_THE PROBLEM_
In the records below, which lines include "never"? Copy them.

_EXTRACTED MATERIAL_
┌──

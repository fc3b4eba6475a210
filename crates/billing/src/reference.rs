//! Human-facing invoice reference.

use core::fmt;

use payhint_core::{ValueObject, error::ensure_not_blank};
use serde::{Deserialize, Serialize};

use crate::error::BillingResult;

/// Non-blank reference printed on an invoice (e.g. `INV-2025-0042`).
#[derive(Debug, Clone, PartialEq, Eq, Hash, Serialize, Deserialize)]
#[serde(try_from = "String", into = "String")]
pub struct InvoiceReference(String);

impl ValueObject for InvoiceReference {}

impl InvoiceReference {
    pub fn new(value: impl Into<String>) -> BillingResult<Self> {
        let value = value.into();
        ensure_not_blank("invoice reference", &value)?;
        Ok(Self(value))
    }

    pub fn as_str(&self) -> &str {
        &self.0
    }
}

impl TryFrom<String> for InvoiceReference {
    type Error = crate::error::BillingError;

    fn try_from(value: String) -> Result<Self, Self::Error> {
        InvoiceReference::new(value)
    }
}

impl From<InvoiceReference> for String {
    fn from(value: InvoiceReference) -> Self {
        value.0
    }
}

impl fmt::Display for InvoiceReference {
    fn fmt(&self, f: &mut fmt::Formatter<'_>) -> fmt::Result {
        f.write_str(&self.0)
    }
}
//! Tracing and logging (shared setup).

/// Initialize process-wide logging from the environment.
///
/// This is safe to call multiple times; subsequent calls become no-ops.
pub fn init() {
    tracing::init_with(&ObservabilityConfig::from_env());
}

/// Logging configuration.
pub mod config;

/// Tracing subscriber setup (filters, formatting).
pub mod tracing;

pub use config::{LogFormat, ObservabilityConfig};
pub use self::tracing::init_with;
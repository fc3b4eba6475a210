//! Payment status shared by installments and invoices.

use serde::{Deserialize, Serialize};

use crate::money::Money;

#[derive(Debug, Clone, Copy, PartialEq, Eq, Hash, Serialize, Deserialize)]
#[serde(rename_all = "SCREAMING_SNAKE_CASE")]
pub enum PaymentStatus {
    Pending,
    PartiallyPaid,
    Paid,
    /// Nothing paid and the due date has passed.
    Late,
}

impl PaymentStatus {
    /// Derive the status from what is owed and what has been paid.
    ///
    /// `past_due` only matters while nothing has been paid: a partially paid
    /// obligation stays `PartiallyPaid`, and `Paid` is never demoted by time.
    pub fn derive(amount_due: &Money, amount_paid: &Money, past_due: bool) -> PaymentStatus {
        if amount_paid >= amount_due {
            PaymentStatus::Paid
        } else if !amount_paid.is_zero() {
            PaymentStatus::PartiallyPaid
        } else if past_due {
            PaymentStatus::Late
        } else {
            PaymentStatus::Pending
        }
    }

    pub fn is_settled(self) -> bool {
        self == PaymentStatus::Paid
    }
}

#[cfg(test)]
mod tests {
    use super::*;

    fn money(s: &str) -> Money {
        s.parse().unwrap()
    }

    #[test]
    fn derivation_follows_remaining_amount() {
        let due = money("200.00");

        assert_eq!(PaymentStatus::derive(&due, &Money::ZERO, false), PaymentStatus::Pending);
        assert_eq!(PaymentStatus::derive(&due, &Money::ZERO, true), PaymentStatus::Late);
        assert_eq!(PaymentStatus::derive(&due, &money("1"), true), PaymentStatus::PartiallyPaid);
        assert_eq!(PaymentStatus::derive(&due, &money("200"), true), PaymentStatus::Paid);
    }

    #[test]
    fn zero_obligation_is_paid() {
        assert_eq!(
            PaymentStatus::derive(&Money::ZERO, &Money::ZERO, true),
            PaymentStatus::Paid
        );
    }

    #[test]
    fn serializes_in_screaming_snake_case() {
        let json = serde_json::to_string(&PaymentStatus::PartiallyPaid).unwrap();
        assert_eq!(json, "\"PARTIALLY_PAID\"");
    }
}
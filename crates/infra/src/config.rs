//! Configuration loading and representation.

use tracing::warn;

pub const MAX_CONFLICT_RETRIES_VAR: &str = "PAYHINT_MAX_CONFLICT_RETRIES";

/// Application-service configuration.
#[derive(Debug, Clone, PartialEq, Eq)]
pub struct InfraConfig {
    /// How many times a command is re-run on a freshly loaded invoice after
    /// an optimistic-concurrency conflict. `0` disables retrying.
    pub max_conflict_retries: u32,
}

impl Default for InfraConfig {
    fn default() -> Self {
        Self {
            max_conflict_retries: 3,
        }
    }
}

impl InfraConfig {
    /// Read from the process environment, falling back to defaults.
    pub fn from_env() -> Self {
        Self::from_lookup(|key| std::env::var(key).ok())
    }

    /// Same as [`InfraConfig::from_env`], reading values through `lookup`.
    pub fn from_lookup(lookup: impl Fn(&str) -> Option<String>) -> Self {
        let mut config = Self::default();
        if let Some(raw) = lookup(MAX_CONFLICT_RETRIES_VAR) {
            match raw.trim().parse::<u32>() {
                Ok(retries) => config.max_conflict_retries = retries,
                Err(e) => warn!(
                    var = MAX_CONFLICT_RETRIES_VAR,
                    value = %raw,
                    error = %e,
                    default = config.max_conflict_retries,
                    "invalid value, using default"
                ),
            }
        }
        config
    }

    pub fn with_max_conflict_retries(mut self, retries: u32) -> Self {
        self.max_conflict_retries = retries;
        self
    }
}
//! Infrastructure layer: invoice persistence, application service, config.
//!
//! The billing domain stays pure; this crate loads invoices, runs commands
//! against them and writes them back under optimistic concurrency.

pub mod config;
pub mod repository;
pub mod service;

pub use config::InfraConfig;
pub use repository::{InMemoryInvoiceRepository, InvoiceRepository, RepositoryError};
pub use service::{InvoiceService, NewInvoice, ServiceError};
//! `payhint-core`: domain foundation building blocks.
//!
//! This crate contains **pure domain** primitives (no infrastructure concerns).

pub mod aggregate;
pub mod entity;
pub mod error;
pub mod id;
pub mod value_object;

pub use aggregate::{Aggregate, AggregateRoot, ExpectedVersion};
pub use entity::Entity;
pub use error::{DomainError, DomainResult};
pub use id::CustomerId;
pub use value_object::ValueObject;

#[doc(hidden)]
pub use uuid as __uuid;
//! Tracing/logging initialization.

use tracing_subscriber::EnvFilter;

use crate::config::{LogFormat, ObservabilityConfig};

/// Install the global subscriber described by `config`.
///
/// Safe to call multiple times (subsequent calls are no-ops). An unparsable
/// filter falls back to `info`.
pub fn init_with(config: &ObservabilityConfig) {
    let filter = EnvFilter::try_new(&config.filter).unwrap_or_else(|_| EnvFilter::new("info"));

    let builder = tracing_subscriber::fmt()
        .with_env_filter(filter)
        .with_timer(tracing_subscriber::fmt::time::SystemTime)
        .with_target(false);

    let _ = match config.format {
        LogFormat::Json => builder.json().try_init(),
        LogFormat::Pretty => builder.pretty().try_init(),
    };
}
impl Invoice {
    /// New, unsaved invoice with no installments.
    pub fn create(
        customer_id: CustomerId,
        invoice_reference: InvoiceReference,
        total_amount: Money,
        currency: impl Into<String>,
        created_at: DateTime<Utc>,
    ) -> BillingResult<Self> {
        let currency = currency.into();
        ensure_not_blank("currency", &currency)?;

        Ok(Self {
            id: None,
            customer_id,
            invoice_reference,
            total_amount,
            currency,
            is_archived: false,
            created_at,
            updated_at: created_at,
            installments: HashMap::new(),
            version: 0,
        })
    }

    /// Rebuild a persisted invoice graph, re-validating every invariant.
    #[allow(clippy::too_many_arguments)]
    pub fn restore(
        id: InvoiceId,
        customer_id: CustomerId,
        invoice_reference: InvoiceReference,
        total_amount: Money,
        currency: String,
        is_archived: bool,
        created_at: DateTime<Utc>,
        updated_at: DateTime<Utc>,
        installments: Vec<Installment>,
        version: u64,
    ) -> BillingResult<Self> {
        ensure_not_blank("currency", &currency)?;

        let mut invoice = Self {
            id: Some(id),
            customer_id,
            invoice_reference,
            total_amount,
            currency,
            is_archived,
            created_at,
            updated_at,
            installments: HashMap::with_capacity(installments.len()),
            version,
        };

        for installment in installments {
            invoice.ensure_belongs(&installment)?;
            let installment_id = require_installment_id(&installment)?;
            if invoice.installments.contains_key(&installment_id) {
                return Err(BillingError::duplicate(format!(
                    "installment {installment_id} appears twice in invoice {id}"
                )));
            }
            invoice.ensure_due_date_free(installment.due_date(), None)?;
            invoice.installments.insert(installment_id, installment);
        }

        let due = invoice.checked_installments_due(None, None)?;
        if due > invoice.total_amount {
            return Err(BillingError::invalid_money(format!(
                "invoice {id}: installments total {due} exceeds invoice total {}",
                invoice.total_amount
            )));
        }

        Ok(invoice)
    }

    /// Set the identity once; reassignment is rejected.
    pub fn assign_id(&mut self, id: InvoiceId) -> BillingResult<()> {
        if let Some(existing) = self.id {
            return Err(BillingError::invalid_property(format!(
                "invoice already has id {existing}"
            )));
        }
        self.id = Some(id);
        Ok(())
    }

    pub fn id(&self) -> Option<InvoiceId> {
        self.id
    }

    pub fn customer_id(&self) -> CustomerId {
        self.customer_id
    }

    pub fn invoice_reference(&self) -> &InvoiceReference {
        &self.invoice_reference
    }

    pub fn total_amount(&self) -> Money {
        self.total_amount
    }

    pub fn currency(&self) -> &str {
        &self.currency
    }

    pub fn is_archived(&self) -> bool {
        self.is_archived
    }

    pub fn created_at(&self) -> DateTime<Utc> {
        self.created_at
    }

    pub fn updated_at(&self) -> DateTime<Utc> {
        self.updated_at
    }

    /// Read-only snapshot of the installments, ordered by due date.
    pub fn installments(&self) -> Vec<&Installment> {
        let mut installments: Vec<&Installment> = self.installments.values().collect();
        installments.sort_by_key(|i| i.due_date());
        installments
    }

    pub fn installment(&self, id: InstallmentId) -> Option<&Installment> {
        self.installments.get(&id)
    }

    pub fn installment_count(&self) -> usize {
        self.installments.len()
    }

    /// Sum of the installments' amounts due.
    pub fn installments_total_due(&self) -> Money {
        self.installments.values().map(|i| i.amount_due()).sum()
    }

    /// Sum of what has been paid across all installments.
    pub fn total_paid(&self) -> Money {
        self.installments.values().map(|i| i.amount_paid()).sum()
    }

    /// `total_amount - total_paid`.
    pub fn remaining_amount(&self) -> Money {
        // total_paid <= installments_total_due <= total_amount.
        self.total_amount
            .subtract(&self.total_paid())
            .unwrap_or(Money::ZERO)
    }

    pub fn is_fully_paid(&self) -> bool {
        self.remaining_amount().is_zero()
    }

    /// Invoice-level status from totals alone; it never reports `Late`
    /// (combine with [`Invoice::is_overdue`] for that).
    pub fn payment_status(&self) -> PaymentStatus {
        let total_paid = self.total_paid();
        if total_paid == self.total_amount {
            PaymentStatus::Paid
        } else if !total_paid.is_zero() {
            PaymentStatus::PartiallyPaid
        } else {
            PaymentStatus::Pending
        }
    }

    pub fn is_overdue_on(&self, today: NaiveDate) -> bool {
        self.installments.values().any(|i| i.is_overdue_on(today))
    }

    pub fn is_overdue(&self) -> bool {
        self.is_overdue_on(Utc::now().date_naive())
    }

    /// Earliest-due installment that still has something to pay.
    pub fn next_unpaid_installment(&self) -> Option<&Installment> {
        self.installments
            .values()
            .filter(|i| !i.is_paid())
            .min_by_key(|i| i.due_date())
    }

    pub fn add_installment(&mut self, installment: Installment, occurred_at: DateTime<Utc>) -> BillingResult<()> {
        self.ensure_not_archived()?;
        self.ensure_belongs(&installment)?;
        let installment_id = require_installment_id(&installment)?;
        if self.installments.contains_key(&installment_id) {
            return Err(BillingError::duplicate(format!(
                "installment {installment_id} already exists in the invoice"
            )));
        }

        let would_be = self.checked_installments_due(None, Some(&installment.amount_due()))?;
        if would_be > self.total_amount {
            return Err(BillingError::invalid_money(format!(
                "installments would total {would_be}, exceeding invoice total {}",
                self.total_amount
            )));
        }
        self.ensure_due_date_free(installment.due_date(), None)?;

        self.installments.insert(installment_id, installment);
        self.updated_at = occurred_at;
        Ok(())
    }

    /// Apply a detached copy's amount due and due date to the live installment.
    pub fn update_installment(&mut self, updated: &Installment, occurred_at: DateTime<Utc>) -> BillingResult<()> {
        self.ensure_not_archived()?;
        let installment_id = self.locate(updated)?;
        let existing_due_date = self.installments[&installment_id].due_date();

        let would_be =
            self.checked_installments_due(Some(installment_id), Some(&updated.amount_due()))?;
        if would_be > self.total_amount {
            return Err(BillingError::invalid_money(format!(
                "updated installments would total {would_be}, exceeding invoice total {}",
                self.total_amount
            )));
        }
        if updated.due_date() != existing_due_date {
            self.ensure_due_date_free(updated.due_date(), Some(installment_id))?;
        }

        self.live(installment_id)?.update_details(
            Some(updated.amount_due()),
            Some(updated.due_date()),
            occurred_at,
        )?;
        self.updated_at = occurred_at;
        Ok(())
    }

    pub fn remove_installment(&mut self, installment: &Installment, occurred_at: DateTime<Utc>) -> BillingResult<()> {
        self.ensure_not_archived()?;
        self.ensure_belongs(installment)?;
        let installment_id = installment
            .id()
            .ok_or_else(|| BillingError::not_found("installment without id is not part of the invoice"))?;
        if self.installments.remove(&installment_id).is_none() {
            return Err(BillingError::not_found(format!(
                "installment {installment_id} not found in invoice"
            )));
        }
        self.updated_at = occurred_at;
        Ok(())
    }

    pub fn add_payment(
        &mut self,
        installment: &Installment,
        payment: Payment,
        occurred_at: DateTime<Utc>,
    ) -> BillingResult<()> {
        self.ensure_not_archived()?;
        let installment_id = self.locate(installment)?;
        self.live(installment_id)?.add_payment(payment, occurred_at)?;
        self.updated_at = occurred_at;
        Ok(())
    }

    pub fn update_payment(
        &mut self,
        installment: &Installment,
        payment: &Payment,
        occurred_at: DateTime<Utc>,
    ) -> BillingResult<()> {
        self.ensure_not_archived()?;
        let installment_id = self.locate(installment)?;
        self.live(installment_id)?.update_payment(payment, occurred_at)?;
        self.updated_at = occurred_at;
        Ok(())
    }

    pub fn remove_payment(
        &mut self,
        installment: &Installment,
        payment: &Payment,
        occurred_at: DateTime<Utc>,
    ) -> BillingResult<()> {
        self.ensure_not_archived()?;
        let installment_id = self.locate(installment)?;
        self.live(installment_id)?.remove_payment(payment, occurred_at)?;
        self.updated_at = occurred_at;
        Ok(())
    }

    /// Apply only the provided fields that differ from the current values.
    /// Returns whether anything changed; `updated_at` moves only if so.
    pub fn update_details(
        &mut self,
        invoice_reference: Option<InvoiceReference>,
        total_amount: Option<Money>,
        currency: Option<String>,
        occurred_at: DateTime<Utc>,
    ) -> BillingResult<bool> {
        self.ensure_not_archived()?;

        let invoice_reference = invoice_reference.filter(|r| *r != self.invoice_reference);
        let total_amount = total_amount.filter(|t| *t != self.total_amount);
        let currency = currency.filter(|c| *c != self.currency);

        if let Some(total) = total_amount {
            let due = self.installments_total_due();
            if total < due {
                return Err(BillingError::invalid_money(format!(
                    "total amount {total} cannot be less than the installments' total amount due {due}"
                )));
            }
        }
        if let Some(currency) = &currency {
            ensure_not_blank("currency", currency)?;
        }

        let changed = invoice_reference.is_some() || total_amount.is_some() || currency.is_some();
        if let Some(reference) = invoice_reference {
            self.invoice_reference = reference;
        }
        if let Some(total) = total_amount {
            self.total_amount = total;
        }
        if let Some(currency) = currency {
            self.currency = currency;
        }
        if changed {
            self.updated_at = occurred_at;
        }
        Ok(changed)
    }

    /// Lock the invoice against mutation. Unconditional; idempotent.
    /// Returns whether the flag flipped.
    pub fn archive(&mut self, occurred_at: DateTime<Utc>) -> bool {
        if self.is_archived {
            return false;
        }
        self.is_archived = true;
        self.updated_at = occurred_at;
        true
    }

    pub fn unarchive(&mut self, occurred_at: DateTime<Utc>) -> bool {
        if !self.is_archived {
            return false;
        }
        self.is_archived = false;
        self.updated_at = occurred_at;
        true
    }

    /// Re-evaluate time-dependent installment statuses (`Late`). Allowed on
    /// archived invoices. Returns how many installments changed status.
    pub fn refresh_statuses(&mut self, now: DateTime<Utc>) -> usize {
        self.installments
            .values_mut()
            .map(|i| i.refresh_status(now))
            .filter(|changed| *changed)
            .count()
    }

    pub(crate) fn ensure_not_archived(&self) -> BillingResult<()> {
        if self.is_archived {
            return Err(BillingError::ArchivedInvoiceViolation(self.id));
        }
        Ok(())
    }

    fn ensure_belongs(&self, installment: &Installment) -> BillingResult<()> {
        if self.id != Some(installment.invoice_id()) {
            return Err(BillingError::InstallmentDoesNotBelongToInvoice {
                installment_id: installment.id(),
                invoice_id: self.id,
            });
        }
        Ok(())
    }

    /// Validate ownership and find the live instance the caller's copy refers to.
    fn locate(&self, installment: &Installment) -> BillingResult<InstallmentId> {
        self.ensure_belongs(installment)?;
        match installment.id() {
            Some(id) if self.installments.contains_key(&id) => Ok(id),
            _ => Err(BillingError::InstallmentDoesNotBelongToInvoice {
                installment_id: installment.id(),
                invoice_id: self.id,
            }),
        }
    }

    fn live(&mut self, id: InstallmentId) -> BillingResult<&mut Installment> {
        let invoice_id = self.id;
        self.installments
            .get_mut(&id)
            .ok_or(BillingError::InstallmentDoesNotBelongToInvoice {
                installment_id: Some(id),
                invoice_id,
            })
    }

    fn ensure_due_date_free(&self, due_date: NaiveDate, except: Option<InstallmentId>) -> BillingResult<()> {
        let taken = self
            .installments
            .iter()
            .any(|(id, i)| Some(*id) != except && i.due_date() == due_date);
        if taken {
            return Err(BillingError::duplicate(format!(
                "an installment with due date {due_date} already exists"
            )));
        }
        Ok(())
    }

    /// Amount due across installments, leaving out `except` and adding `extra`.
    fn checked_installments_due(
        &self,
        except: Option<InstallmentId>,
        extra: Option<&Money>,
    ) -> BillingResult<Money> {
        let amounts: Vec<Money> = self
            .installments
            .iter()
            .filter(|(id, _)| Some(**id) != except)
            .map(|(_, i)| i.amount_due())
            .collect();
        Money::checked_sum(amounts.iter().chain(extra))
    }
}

└──

_ANSWER_
    /// obligation stays `PartiallyPaid`, and `Paid` is never demoted by time.
    /// Invoice-level status from totals alone; it never reports `Late`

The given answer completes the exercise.